Two nights ago my queue found me in Oculus. Two of the party members just freshly dinged 80 and happened to find their way into my group. One of the members was complaining about carrying fresh 80s and I piped up. It was actually really fun, and watching a fresh 80 warrior tank and a fresh 80 warlock having a blast in an instance most people hate was refreshing. They both got some good upgrades and the run was fast and smooth. We spent the entire time just talking and having a blast. It was just a fun healthy run. And at the end of the day that is why we play the game right? To have fun. Most of my runs this week have been like that. Lots of conversation, friendly and enjoyable. I’m very pleased by this and hope I get to see this more often. No one telling someone they hate them or how they fail at life, but rather just getting along and having a good time together.
So what about you? How have your P.U.G.s been this week? Anything fun or exciting happen? Any good news from the LFD system?

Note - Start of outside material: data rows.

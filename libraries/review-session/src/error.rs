//! Error types for review sessions

use crate::store::Activity;
use review_audio::AudioError;
use review_core::{ItemId, ReviewError};
use review_loudness::LoudnessError;
use thiserror::Error;

/// Errors that can occur while processing, editing or saving a batch
#[derive(Debug, Error)]
pub enum SessionError {
    /// Another long-running activity holds the batch
    #[error("Batch is busy: {0:?} in progress")]
    Busy(Activity),

    /// No item with this id in the batch
    #[error("Review item not found: {0}")]
    ItemNotFound(ItemId),

    /// The same id appears twice in one batch
    #[error("Duplicate item in batch: {0}")]
    DuplicateItem(ItemId),

    /// Boundary does not fit the item
    #[error("Invalid trim boundary: {0}")]
    InvalidBoundary(String),

    /// A collaborator rejected our credentials
    #[error("Not authorized: {0}")]
    Unauthorized(String),

    /// A collaborator failed or returned an error response
    #[error("Collaborator failed: {0}")]
    Collaborator(String),

    /// The store no longer matches what the running activity expects
    #[error("Batch store inconsistency: {0}")]
    Inconsistent(String),

    /// Invalid collaborator URL
    #[error("Invalid URL: {0}")]
    InvalidUrl(String),

    /// HTTP request failed
    #[error("HTTP request failed: {0}")]
    Http(#[from] reqwest::Error),

    /// Audio stage failed
    #[error(transparent)]
    Audio(#[from] AudioError),

    /// Loudness stage failed
    #[error(transparent)]
    Loudness(#[from] LoudnessError),

    /// Core type error
    #[error(transparent)]
    Core(#[from] ReviewError),
}

impl SessionError {
    /// Whether the error must stop a batch save instead of being counted
    /// as a single failed item
    pub fn is_fatal(&self) -> bool {
        matches!(self, Self::Unauthorized(_) | Self::Inconsistent(_))
    }
}

impl From<SessionError> for ReviewError {
    fn from(err: SessionError) -> Self {
        match err {
            SessionError::Core(inner) => inner,
            SessionError::ItemNotFound(id) => ReviewError::ItemNotFound(id),
            SessionError::Http(e) => ReviewError::Network(e.to_string()),
            other => ReviewError::Other(other.to_string()),
        }
    }
}

/// Result type for session operations
pub type Result<T> = std::result::Result<T, SessionError>;
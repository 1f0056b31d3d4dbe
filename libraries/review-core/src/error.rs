/// Core error types for the clip review pipeline
use thiserror::Error;

use crate::types::ItemId;

/// Result type alias using `ReviewError`
pub type Result<T> = std::result::Result<T, ReviewError>;

/// Core error type shared by every review crate
#[derive(Error, Debug)]
pub enum ReviewError {
    /// Audio decoding/processing errors
    #[error("Audio error: {0}")]
    Audio(String),

    /// Loudness analysis errors
    #[error("Loudness error: {0}")]
    Loudness(String),

    /// Encoding errors (WAV/MP3)
    #[error("Encode error: {0}")]
    Encode(String),

    /// Review item not found in the active batch
    #[error("Review item not found: {0}")]
    ItemNotFound(ItemId),

    /// Invalid input
    #[error("Invalid input: {0}")]
    InvalidInput(String),

    /// Network error
    #[error("Network error: {0}")]
    Network(String),

    /// I/O errors
    #[error(transparent)]
    Io(#[from] std::io::Error),

    /// Serialization errors
    #[error(transparent)]
    Serialization(#[from] serde_json::Error),

    /// Other errors
    #[error("{0}")]
    Other(String),
}

impl ReviewError {
    /// Create an audio error
    pub fn audio(msg: impl Into<String>) -> Self {
        Self::Audio(msg.into())
    }

    /// Create a loudness error
    pub fn loudness(msg: impl Into<String>) -> Self {
        Self::Loudness(msg.into())
    }

    /// Create an encode error
    pub fn encode(msg: impl Into<String>) -> Self {
        Self::Encode(msg.into())
    }

    /// Create an invalid input error
    pub fn invalid_input(msg: impl Into<String>) -> Self {
        Self::InvalidInput(msg.into())
    }
}
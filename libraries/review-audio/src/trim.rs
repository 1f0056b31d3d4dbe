/// Sample-accurate buffer trimming
use crate::error::Result;
use review_core::{AudioSample, TrimBoundary};
use tracing::debug;

/// Copy frames `start..end` of every channel into a new sample
///
/// `end` is clamped to the clip length. When `end <= start` the original
/// sample is returned unchanged: degenerate detector output falls back to
/// "no trim" instead of failing. No fades are applied at the cut points.
pub fn trim(sample: &AudioSample, start: usize, end: usize) -> Result<AudioSample> {
    let end = end.min(sample.frames());
    if end <= start {
        debug!(start, end, "Degenerate trim range, keeping original");
        return Ok(sample.clone());
    }

    Ok(sample.map_channels(|channel| channel[start..end].to_vec())?)
}

/// Trim to a validated boundary
pub fn trim_to(sample: &AudioSample, boundary: TrimBoundary) -> Result<AudioSample> {
    trim(sample, boundary.start(), boundary.end())
}
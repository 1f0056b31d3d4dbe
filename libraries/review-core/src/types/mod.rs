/// Domain types for the clip review pipeline
mod audio;
mod ids;
mod options;

pub use audio::{AudioSample, SampleRate};
pub use ids::{GroupKey, ItemId};
pub use options::{ProcessingOptions, TrimBoundary};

That is it for today, until next time Happy Healing!
That’s pretty awesome, overall, and really unusual. Hopefully it’s the start of something frequent.
My Prot/Ret Paladin and Resto Shaman on ZJ (shaman’s gear is kinda blegh) have been lucky with the polite, fun groups. My Prot Warrior on TB has been lucky, too (hellooo wipeless HoS gauntlet!) and it’s given me SOME hope for the system.
Thanks for the uplifting read and grats on your achievement. /agree on watching new 80s get stoked for a heroic. I have done Oculus numerous times on my druid, but this weekend was a first for my lock. It was refreshing to see a “mundane” heroic through a different perspective than the party members’ health bars.
.-= Bacon´s last blog ..The GEB Pattern =-.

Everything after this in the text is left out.